Mexico’s headline inflation accelerated and exceeded expectations in early January, data from the national statistics agency showed on Tuesday, marking the first monthly pickup since September as markets brace for fresh interest rate hikes ahead.
Annual headline inflation in the first half of the month reached 7.94%, beating both the 7.77% recorded in the month of December and economists’ forecasts of 7.86%, though still below the two-decade high of 8.70% registered in August and September.
Meanwhile, the core index, which strips out some volatile food and energy prices, hit 8.45% on an annual basis, back on the rise after showing some relief in December. It also exceeded forecasts of 8.34%.
That means annual inflation remains far above the target rate of 3%, plus or minus one percentage point set by Banxico, as the Bank of Mexico is known.
Banxico bank board member Jonathan Heath said on Twitter the consumer price data pointed to “domestic pressure, possibly from increases in labor costs.” Heath underscored that Mexico still has “a lot to worry about” in terms of inflation.
In an effort to tame rising prices, Banxico has increased its key lending rate by 650 basis points to 10.50% during the current hiking cycle, which began in June 2021.

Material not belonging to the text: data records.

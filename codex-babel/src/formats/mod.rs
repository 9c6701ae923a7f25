//! Format implementations
//!
//! Each format converts a classified vault entry into one json document.

pub mod foundry;
pub mod statblock;

pub use foundry::FoundryFormat;
pub use statblock::StatblockFormat;
//! Format trait definition
//!
//! Every output format converts one classified vault entry into a json document. Formats
//! that only handle one kind of entry return `FormatError::NotSupported` for the other.

use crate::builders::BuildContext;
use crate::error::FormatError;
use codex_parser::codex::transforms::stages::VaultEntry;
use serde_json::Value;

/// Trait for output formats
///
/// # Examples
///
/// ```ignore
/// struct NameOnly;
///
/// impl Format for NameOnly {
///     fn name(&self) -> &str {
///         "name-only"
///     }
///
///     fn serialize(&self, entry: &VaultEntry, _ctx: &BuildContext) -> Result<Value, FormatError> {
///         Ok(Value::from(entry.name()))
///     }
/// }
/// ```
pub trait Format: Send + Sync {
    /// The name of this format (e.g., "foundry", "statblock")
    fn name(&self) -> &str;

    fn description(&self) -> &str {
        ""
    }

    /// Serialize an entry into its output document.
    fn serialize(&self, entry: &VaultEntry, ctx: &BuildContext) -> Result<Value, FormatError>;
}
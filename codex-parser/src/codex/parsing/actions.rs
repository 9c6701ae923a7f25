//! Action-icon glyphs
//!
//!     Authored statblocks mark action costs with one of five glyphs from the action icon
//!     font. Attack names carry at most one glyph right after their type tag; ability names
//!     may carry one anywhere.

use crate::codex::statblock::ActionCost;

/// The fixed glyph set, in the order one, two, three actions, reaction, free action.
pub const ACTION_GLYPHS: [char; 5] = ['⬻', '⬺', '⬽', '⬲', '⭓'];

pub fn action_cost(glyph: char) -> Option<ActionCost> {
    match glyph {
        '⬻' => Some(ActionCost::One),
        '⬺' => Some(ActionCost::Two),
        '⬽' => Some(ActionCost::Three),
        '⬲' => Some(ActionCost::Reaction),
        '⭓' => Some(ActionCost::Free),
        _ => None,
    }
}

/// Remove the first action glyph from `name`, returning the cleaned name and the cost it
/// encoded. Whitespace left around the removed glyph is collapsed.
pub fn extract_action_glyph(name: &str) -> (String, Option<ActionCost>) {
    match name.char_indices().find(|(_, c)| ACTION_GLYPHS.contains(c)) {
        Some((at, glyph)) => {
            let before = name[..at].trim_end();
            let after = name[at + glyph.len_utf8()..].trim_start();
            let cleaned = match (before.is_empty(), after.is_empty()) {
                (false, false) => format!("{} {}", before, after),
                _ => format!("{}{}", before, after),
            };
            (cleaned.trim().to_string(), action_cost(glyph))
        }
        None => (name.trim().to_string(), None),
    }
}

#[cfg(test)]
mod tests {
    use super::*;

    #[test]
    fn test_extract_leading_glyph() {
        assert_eq!(
            extract_action_glyph("⬺ Breath Weapon"),
            ("Breath Weapon".to_string(), Some(ActionCost::Two))
        );
    }

    #[test]
    fn test_extract_trailing_glyph() {
        assert_eq!(
            extract_action_glyph("Attack of Opportunity ⬲"),
            ("Attack of Opportunity".to_string(), Some(ActionCost::Reaction))
        );
    }

    #[test]
    fn test_no_glyph() {
        assert_eq!(
            extract_action_glyph(" Sneak Attack "),
            ("Sneak Attack".to_string(), None)
        );
    }

    #[test]
    fn test_every_glyph_has_a_cost() {
        for glyph in ACTION_GLYPHS {
            assert!(action_cost(glyph).is_some());
        }
    }
}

Banxico is considering another interest rate hike at its next monetary policy meeting on Feb. 9, according to the minutes of its last board meeting – a move markets already anticipate, including a potential higher-than-expected hike.
The latest headline inflation figure, Capital Economics economist Jason Tuvey said, “means that there is a growing risk that Banxico delivers a bit more tightening beyond the 25bp increase to 10.75% that we expect at February’s meeting.”
It is unlikely Banxico will make any cuts to the interest rate in the next six months, Heath said in an interview last week.
In the first half of January, according to statistics agency INEGI, consumer prices rose 0.46% compared to the previous two-week period, while the core index rose 0.44%, both also exceeding market estimates.
“We still believe that deteriorating domestic fundamentals, lower raw material prices, and improving global supply conditions will push inflation down over the coming months,” Pantheon Macroeconomics economist Andres Abadia said.
“But today’s numbers suggest that Banxico will remain particularly hawkish in the near term.”
Mexico’s Latin American peer Brazil, where monetary tightening is on pause, also released mid-month inflation data on Tuesday, with prices slightly beating market forecasts.